In Washington D.C. right now, there’s a huge debate going on about school vouchers.
Here’s the debate boiled down to its bare — and honest — essentials.
The opponents of school vouchers resent the fact that some kids will end up in superior schools and some will end up in mediocre schools, which they believe will be the primary consequence of school vouchers. They would prefer everyone be in an equally horrible school rather than some be better off than others. This is what the Communists believed, too: poverty for all rather than wealth for some, middle class for most, and poverty for others.
The proponents of school vouchers emphasize choice and freedom. They also emphasize the obvious objective superiority of private schools. What they evade is the fact that nobody has a choice about paying the taxes (which will probably rise ever higher) to pay for the school vouchers. Under school vouchers, people who don’t have children — or who already take responsibility for the education of their own children — will still have to pay for the education of everyone else’s children. In other words, socialism will still be the rule of education. Under socialism, everyone is responsible for everyone but nobody is responsible for himself. The fact that many people who are either childless or whose children are grown are forced to spend part of their day paying for some stranger’s child to be educated at, say, a Catholic or Montessori school rather than at a public school does not change the basic injustice of this coercion.
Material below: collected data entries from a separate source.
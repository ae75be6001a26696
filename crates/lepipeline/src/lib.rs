#![warn(missing_docs)]

//! lepipeline - Stage Contract and Runner
//!
//! *Le Pipeline* (The Pipeline) - the uniform interface every processing
//! stage implements, the runner that executes one invocation with bounded
//! duration and a declared retry policy, and the shipped stages for every
//! session kind. What a stage computes is opaque to everything above it.

/// Stage trait, execution policy, and shared context.
pub mod contract;
/// Typed stage failure categories.
pub mod failure;
/// Artifact storage collaborator.
pub mod object_store;
/// Timeout/retry execution of one stage invocation.
pub mod runner;
/// Shipped stage implementations per session kind.
pub mod stages;

pub use contract::{Stage, StageContext, StagePolicy};
pub use failure::StageError;
pub use object_store::{LocalObjectStore, ObjectStore, ObjectStoreError};
pub use runner::{StageOutcome, StageRunner};
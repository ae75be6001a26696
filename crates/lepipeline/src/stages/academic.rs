//! Academic planning stages (syllabus, course schedule)

use async_trait::async_trait;
use serde_json::{json, Map, Value};
use tracing::info;

use crate::contract::{Stage, StageContext};
use crate::failure::StageError;
use crate::stages::required_str;

/// Weeks a syllabus spans when the request does not say.
const DEFAULT_DURATION_WEEKS: u64 = 16;

/// Teaching days available to the schedule solver.
const TEACHING_DAYS: [&str; 5] = ["Monday", "Tuesday", "Wednesday", "Thursday", "Friday"];

/// Class sessions per course per week when the request does not say.
const DEFAULT_SESSIONS_PER_WEEK: u64 = 2;

/// Spreads the learning objectives across the semester weeks.
pub struct CurriculumOutlineStage;

#[async_trait]
impl Stage for CurriculumOutlineStage {
    fn name(&self) -> &'static str {
        "curriculum_outline"
    }

    async fn run(&self, ctx: StageContext) -> Result<Value, StageError> {
        let objectives: Vec<String> = ctx
            .request
            .get("learning_objectives")
            .and_then(Value::as_array)
            .ok_or_else(|| StageError::domain("missing required field `learning_objectives`"))?
            .iter()
            .map(|o| o.as_str().map(str::to_string).unwrap_or_else(|| o.to_string()))
            .collect();
        if objectives.is_empty() {
            return Err(StageError::domain("learning_objectives must not be empty"));
        }

        let duration_weeks = ctx
            .request
            .get("duration_weeks")
            .and_then(Value::as_u64)
            .unwrap_or(DEFAULT_DURATION_WEEKS)
            .clamp(1, 52);
        let student_level = ctx
            .request
            .get("student_level")
            .and_then(Value::as_str)
            .unwrap_or("intermediate");

        let weeks: Vec<Value> = (1..=duration_weeks)
            .map(|week| {
                let focus = &objectives[((week - 1) as usize) % objectives.len()];
                json!({
                    "week": week,
                    "focus": focus,
                    "activities": [
                        format!("lecture: {focus}"),
                        format!("practice set ({student_level} level)"),
                    ],
                })
            })
            .collect();

        let milestones = json!([
            {"week": (duration_weeks / 2).max(1), "milestone": "midterm review"},
            {"week": duration_weeks, "milestone": "capstone synthesis"},
        ]);

        Ok(json!({
            "duration_weeks": duration_weeks,
            "student_level": student_level,
            "weeks": weeks,
            "milestones": milestones,
        }))
    }
}

/// Assembles the outline into the final structured syllabus.
pub struct ComposeSyllabusStage;

#[async_trait]
impl Stage for ComposeSyllabusStage {
    fn name(&self) -> &'static str {
        "compose_syllabus"
    }

    async fn run(&self, ctx: StageContext) -> Result<Value, StageError> {
        let outline = ctx
            .output_of("curriculum_outline")
            .ok_or_else(|| StageError::domain("curriculum_outline output missing"))?;
        let course_info = ctx
            .request
            .get("course_info")
            .cloned()
            .ok_or_else(|| StageError::domain("missing required field `course_info`"))?;
        let title = course_info
            .get("title")
            .and_then(Value::as_str)
            .unwrap_or("Untitled Course")
            .to_string();

        let assessment_plan = json!({
            "formative": ["weekly practice sets", "in-class checkpoints"],
            "summative": ["midterm project", "final capstone"],
            "grading_breakdown": {
                "participation": 10,
                "assignments": 40,
                "midterm": 20,
                "final": 30,
            },
        });
        let resources = json!({
            "primary_texts": [format!("{title}: course reader")],
            "online_materials": [format!("curated media library for {title}")],
            "study_guides": ["weekly recap sheets"],
        });

        info!(session = %ctx.session_id, course = %title, "syllabus composed");
        Ok(json!({
            "syllabus": {
                "course": course_info,
                "duration_weeks": outline.get("duration_weeks").cloned().unwrap_or(json!(DEFAULT_DURATION_WEEKS)),
                "weekly_breakdown": outline.get("weeks").cloned().unwrap_or(json!([])),
                "milestones": outline.get("milestones").cloned().unwrap_or(json!([])),
                "assessment_plan": assessment_plan,
                "resources": resources,
            }
        }))
    }
}

/// One assigned weekly class slot.
fn slot(course: &str, day: &str, start_hour: u64, duration_minutes: u64) -> Value {
    let end_minutes = start_hour * 60 + duration_minutes;
    json!({
        "course": course,
        "day": day,
        "start": format!("{start_hour:02}:00"),
        "end": format!("{:02}:{:02}", end_minutes / 60, end_minutes % 60),
    })
}

/// Assigns conflict-free weekly time slots for every course.
pub struct SolveScheduleStage;

#[async_trait]
impl Stage for SolveScheduleStage {
    fn name(&self) -> &'static str {
        "solve_schedule"
    }

    async fn run(&self, ctx: StageContext) -> Result<Value, StageError> {
        let courses = ctx
            .request
            .get("courses")
            .and_then(Value::as_array)
            .ok_or_else(|| StageError::domain("missing required field `courses`"))?;
        if courses.is_empty() {
            return Err(StageError::domain("courses must not be empty"));
        }

        let unavailable: Vec<&str> = ctx
            .request
            .get("constraints")
            .and_then(|c| c.get("unavailable_days"))
            .and_then(Value::as_array)
            .map(|days| days.iter().filter_map(Value::as_str).collect())
            .unwrap_or_default();
        let days: Vec<&str> = TEACHING_DAYS
            .iter()
            .copied()
            .filter(|d| !unavailable.contains(d))
            .collect();
        if days.is_empty() {
            return Err(StageError::domain(
                "constraints leave no teaching day available",
            ));
        }

        // Earliest class hour tracks the declared energy pattern.
        let base_hour = match ctx
            .request
            .get("preferences")
            .and_then(|p| p.get("energy_pattern"))
            .and_then(Value::as_str)
        {
            Some("morning") => 9,
            Some("evening") => 15,
            _ => 11,
        };

        let mut slots = Vec::new();
        let mut cursor = 0usize;
        for course in courses {
            let name = required_str(course, "name")?;
            let per_week = course
                .get("sessions_per_week")
                .and_then(Value::as_u64)
                .unwrap_or(DEFAULT_SESSIONS_PER_WEEK)
                .clamp(1, days.len() as u64);
            let duration_minutes = course
                .get("duration_minutes")
                .and_then(Value::as_u64)
                .unwrap_or(60);

            for _ in 0..per_week {
                let day = days[cursor % days.len()];
                let hour = base_hour + (cursor / days.len()) as u64;
                slots.push(slot(name, day, hour, duration_minutes));
                cursor += 1;
            }
        }

        Ok(json!({
            "slots": slots,
            "semester_start": ctx.request.get("semester_start").cloned().unwrap_or(Value::Null),
            "semester_end": ctx.request.get("semester_end").cloned().unwrap_or(Value::Null),
        }))
    }
}

/// Scores the solved schedule and attaches recommendations.
pub struct OptimizeScheduleStage;

#[async_trait]
impl Stage for OptimizeScheduleStage {
    fn name(&self) -> &'static str {
        "optimize_schedule"
    }

    async fn run(&self, ctx: StageContext) -> Result<Value, StageError> {
        let solved = ctx
            .output_of("solve_schedule")
            .ok_or_else(|| StageError::domain("solve_schedule output missing"))?;
        let slots = solved
            .get("slots")
            .and_then(Value::as_array)
            .ok_or_else(|| StageError::domain("solve_schedule produced no slots"))?;

        let mut per_day: Map<String, Value> = Map::new();
        for day in TEACHING_DAYS {
            let count = slots
                .iter()
                .filter(|s| s.get("day").and_then(Value::as_str) == Some(day))
                .count();
            per_day.insert(day.to_string(), json!(count));
        }

        // Crowded days cost points; an even spread scores high.
        let busiest = per_day
            .values()
            .filter_map(Value::as_u64)
            .max()
            .unwrap_or(0);
        let optimization_score = 100u64.saturating_sub(busiest.saturating_sub(3) * 10);

        let mut recommendations = vec![
            "Keep a free hour between consecutive classes for review".to_string(),
            "Schedule demanding courses inside your declared energy window".to_string(),
        ];
        if busiest > 3 {
            let (day, _) = per_day
                .iter()
                .max_by_key(|(_, v)| v.as_u64().unwrap_or(0))
                .expect("per_day is non-empty");
            recommendations.push(format!("{day} is crowded; consider moving one session"));
        }

        info!(session = %ctx.session_id, score = optimization_score, "schedule optimized");
        Ok(json!({
            "schedule": {
                "slots": slots,
                "load_by_day": per_day,
                "optimization_score": optimization_score,
                "recommendations": recommendations,
                "semester_start": solved.get("semester_start").cloned().unwrap_or(Value::Null),
                "semester_end": solved.get("semester_end").cloned().unwrap_or(Value::Null),
            }
        }))
    }
}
The other issue evaded by advocates of school vouchers is how the performance of superior private schools will be affected, once public money flows into their coffers. Won’t vouchers essentially turn private schools into public schools? Do the conservatives really think that the liberals won’t insist that if tax dollars go into private schools that government must now regulate them more? Right now, private schools stay in business by pleasing the customers: that is, the parents who pay the tuition. Private schools are not subject to all the politically correct nonsense and red tape currently governing public schools. Under vouchers, private schools will have huge numbers of students coming in with government money. The outcome is easy to predict. We can expect vouchers to do for education what Medicare did to health care.
Also, what if some private schools don’t want to accept vouchers. Will they be forced? Conservatives evade this issue too.
As with so many other issues, the liberals are wrong — and the conservatives are even more wrong.
The only moral and practical solution to the growing education crisis, in D.C. and elsewhere, is total privatization of education. Leave education to the private marketplace — and in some cases, to parents themselves, with competent home schooling on the rise every year. Let freedom and justice rule, and watch the innovation begin.
Editor’s Note: An excellent way to implement such a program are tax credits for education.